For hundreds of years Bolivians have made tea with coca leaves, chewed them to fend off fatigue and used coca for religious and medical purposes. Bolivian farmers legally can grow coca on 29,600 acres for these traditional uses. However, illegal coca crops headed for the cocaine market are grown on another 31,000 acres. Morales is strongly committed to enforcing tough anti-cocaine laws and has said, “There will not be zero coca, but there will be zero cocaine” in Bolivia. He wants to end the political and social turmoil stirred up by the U.S.-backed search-and-destroy tactics used to eradicate coca, a traditional crop with strong symbolic meanings among the people. Instead, he wants to use economic development, crop substitution and financial incentives to entice farmers to voluntarily stop growing coca beyond what is needed for traditional uses.
Since 1997 the United States has spent about $2 on coca eradication and drug interdiction in Bolivia for every $1 spent on alternative employment of coca farmers. Morales simply wants to reverse this spending trend and implement a coca management program that makes sense for Bolivian farmers, and one that offers farmers income alternatives, not economic ruin as has often been the case in the past. Here’s the Catch-22: Bolivia, one of the poorest South American countries, is heavily dependent on U.S. aid and American trading rights. If Bolivia does not fully cooperate with the U.S.-led drug war, a 1986 act of the U.S. Congress calls for ending foreign aid to Bolivia and closing its access to U.S. markets.
How can Washington help Mr. Morales out of this box? One option is to replace the failed search-and-destroy strategy with a U.S.-style coca subsidy program run by the U.S. Department of Agriculture. The department would treat excess coca production as a land use problem and prescribe financial incentives and technical support.
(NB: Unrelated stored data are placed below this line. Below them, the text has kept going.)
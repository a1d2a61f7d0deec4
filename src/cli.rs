use anyhow::{Context, Result};
use clap::{Args, Parser, Subcommand};
use log::{debug, info};
use std::fs::File;
use std::path::PathBuf;
use std::sync::Arc;

use buildlens::api::ApiClient;
use buildlens::auth::Token;
use buildlens::builds::{BuildAggregateBuilder, BuildFetchOrchestrator, BuildFilter, FetchOutcome};
use buildlens::config::{Config, OutputFormat};
use buildlens::output::{export_json, print_summary, FeedReport, PageProgress};
use buildlens::providers::enrichment::ProfileLookup;
use buildlens::providers::github::GitHubClient;

#[derive(Parser)]
#[command(name = "buildlens")]
#[command(author, version, about = "CI Build Feed", long_about = None)]
pub struct Cli {
    #[command(subcommand)]
    command: Commands,

    /// Write the JSON feed to this file
    #[arg(short, long, global = true)]
    output: Option<PathBuf>,

    #[arg(short, long, global = true, default_value_t = false)]
    pretty: bool,

    /// Configuration file (defaults to ./buildlens.{toml,json,yaml,yml})
    #[arg(short, long, global = true)]
    config: Option<PathBuf>,
}

#[derive(Subcommand)]
enum Commands {
    /// Fetch and normalize builds page by page
    Builds(BuildsArgs),
    /// Write a configuration file with the default settings
    Init(InitArgs),
}

#[derive(Args)]
struct InitArgs {
    /// Destination; the extension picks TOML, JSON or YAML
    #[arg(long, default_value = "buildlens.toml")]
    path: PathBuf,

    /// Overwrite an existing file
    #[arg(long)]
    force: bool,
}

#[derive(Args)]
struct BuildsArgs {
    /// Builds API root
    #[arg(short = 'u', long, env = "BUILDLENS_API_URL")]
    api_url: Option<String>,

    #[arg(short, long, env = "BUILDLENS_TOKEN")]
    token: Option<String>,

    /// Builds per page
    #[arg(short, long)]
    limit: Option<usize>,

    #[arg(short, long, value_enum)]
    filter: Option<BuildFilter>,

    /// User whose builds are listed
    #[arg(long)]
    user_id: Option<u64>,

    /// Number of pages to fetch
    #[arg(short = 'n', long, default_value_t = 1)]
    pages: usize,

    /// Keep fetching until the last page
    #[arg(long, conflicts_with = "pages")]
    all: bool,

    #[arg(long)]
    github_url: Option<String>,

    #[arg(long, env = "GITHUB_TOKEN")]
    github_token: Option<String>,

    /// Skip GitHub profile lookups
    #[arg(long)]
    no_enrich: bool,

    #[arg(long, value_enum)]
    format: Option<OutputFormat>,
}

impl Cli {
    async fn execute_builds(&self, args: &BuildsArgs) -> Result<()> {
        let config = Config::load(self.config.as_deref())?;

        let api_url = args.api_url.as_deref().unwrap_or(&config.api.base_url);
        let api_token = args.token.as_ref().or(config.api.token.as_ref());
        let page_size = args.limit.unwrap_or(config.api.page_size);
        let filter = args.filter.unwrap_or(config.api.filter);
        let user_id = args.user_id.unwrap_or(config.api.user_id);
        let format = args.format.unwrap_or(config.output.format);
        let pretty = self.pretty || config.output.pretty;

        info!("Collecting {} builds from {api_url}", filter.as_str());

        let source = ApiClient::new(api_url, api_token.map(|t| Token::from(t.as_str())))
            .context("Failed to configure builds API client")?;

        let lookup: Option<Arc<dyn ProfileLookup>> = if args.no_enrich || !config.github.enrich {
            debug!("GitHub enrichment disabled");
            None
        } else {
            let github_url = args.github_url.as_deref().unwrap_or(&config.github.base_url);
            let github_token = args
                .github_token
                .as_ref()
                .or(config.github.token.as_ref())
                .map(|t| Token::from(t.as_str()));
            let client: Arc<dyn ProfileLookup> = Arc::new(
                GitHubClient::new(github_url, github_token)
                    .context("Failed to configure GitHub client")?,
            );
            Some(client)
        };

        let feed = BuildFetchOrchestrator::new(
            source,
            BuildAggregateBuilder::new(lookup),
            page_size,
            filter,
            user_id,
        )?;

        let mut failures = Vec::new();
        let mut page = 1;

        while args.all || page <= args.pages {
            let progress = PageProgress::start(page, feed.offset().await);

            let outcome = match feed.fetch_next_page().await {
                Ok(outcome) => outcome,
                Err(e) => {
                    progress.fail();
                    return Err(e).with_context(|| format!("Failed to fetch builds page {page}"));
                }
            };

            let FetchOutcome::Fetched(report) = outcome else {
                progress.finish(0, 0);
                break;
            };

            progress.finish(report.appended, report.failures.len());
            failures.extend(report.failures);

            if !report.has_more {
                break;
            }
            page += 1;
        }

        let snapshot = feed.snapshot().await;

        if let Some(output_path) = &self.output {
            let mut file = File::create(output_path)
                .with_context(|| format!("Failed to create {}", output_path.display()))?;
            export_json(&FeedReport::new(&snapshot, &failures), pretty, &mut file)?;
            info!("Feed written to: {}", output_path.display());
        }

        match format {
            OutputFormat::Summary => print_summary(&snapshot, &failures),
            OutputFormat::Json if self.output.is_none() => {
                export_json(
                    &FeedReport::new(&snapshot, &failures),
                    pretty,
                    &mut std::io::stdout(),
                )?;
            }
            OutputFormat::Json => {}
        }

        Ok(())
    }

    fn execute_init(&self, args: &InitArgs) -> Result<()> {
        if args.path.exists() && !args.force {
            anyhow::bail!(
                "{} already exists, pass --force to overwrite it",
                args.path.display()
            );
        }

        Config::default().save(&args.path)?;
        info!("Configuration written to: {}", args.path.display());
        Ok(())
    }

    pub async fn execute(&self) -> Result<()> {
        match &self.command {
            Commands::Builds(args) => self.execute_builds(args).await,
            Commands::Init(args) => self.execute_init(args),
        }
    }
}

#[cfg(test)]
mod tests {
    use super::*;

    #[test]
    fn test_parse_builds_command() {
        let cli = Cli::try_parse_from([
            "buildlens",
            "builds",
            "--api-url",
            "http://ci.local/api",
            "--limit",
            "10",
            "--filter",
            "commits",
            "--user-id",
            "3",
            "--no-enrich",
            "--format",
            "json",
            "--pretty",
        ])
        .unwrap();

        assert!(cli.pretty);
        let Commands::Builds(args) = cli.command else {
            panic!("expected the builds command");
        };
        assert_eq!(args.api_url.as_deref(), Some("http://ci.local/api"));
        assert_eq!(args.limit, Some(10));
        assert_eq!(args.filter, Some(BuildFilter::Commits));
        assert_eq!(args.user_id, Some(3));
        assert_eq!(args.pages, 1);
        assert!(args.no_enrich);
        assert_eq!(args.format, Some(OutputFormat::Json));
    }

    #[tokio::test]
    async fn test_init_writes_loadable_config() {
        let temp_dir = tempfile::tempdir().unwrap();
        let path = temp_dir.path().join("buildlens.yaml");
        let path_arg = path.to_str().unwrap();

        let cli = Cli::try_parse_from(["buildlens", "init", "--path", path_arg]).unwrap();
        cli.execute().await.unwrap();

        let config = Config::load(Some(&path)).unwrap();
        assert_eq!(config.api.base_url, "http://localhost:6500/api");
        assert_eq!(config.api.page_size, 5);
        assert!(config.github.enrich);

        // A second run refuses to clobber the file unless forced.
        assert!(cli.execute().await.is_err());
        let forced =
            Cli::try_parse_from(["buildlens", "init", "--path", path_arg, "--force"]).unwrap();
        forced.execute().await.unwrap();
    }

    #[test]
    fn test_all_conflicts_with_pages() {
        let result = Cli::try_parse_from(["buildlens", "builds", "--all", "--pages", "3"]);
        assert!(result.is_err());
    }
}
The department’s motto, “Why use force when Yankee greenbacks can do the job?” relies on an army of Washington check-writers to lure farmers away from the unwanted crops — Morales could easily endorse this.
In the 1990s the United States paid Bolivian farmers as much as $1,000 for every acre of coca voluntarily abandoned, but the plan failed. Subsidy payments were less than the farmers’ coca crop incomes, and the government did not prevent farmers from taking the cash and planting a new coca crop elsewhere. The department, with Morales’ support, can overcome these problems. The secret? Pay the full value of the coca crop we are asking farmers to forego.
If Bolivia has 4,500 illegal coca farms averaging seven acres each and raising four crops per year, and if an acre produces $400 worth of coca per crop, the department would pay each farmer $11,200 a year to idle his land, or at least not to grow coca. This is more than 12 times Bolivia’s $900 per capita annual income, meaning these farmers can get rich — like American farmers — doing something we want them to do or, for that matter, doing nothing at all.
Total subsidy payments would be about $50 million a year — a lot less than the $90 million American taxpayers spent in Bolivia in 2005 for coca eradication, drug interdiction and alternative development programs.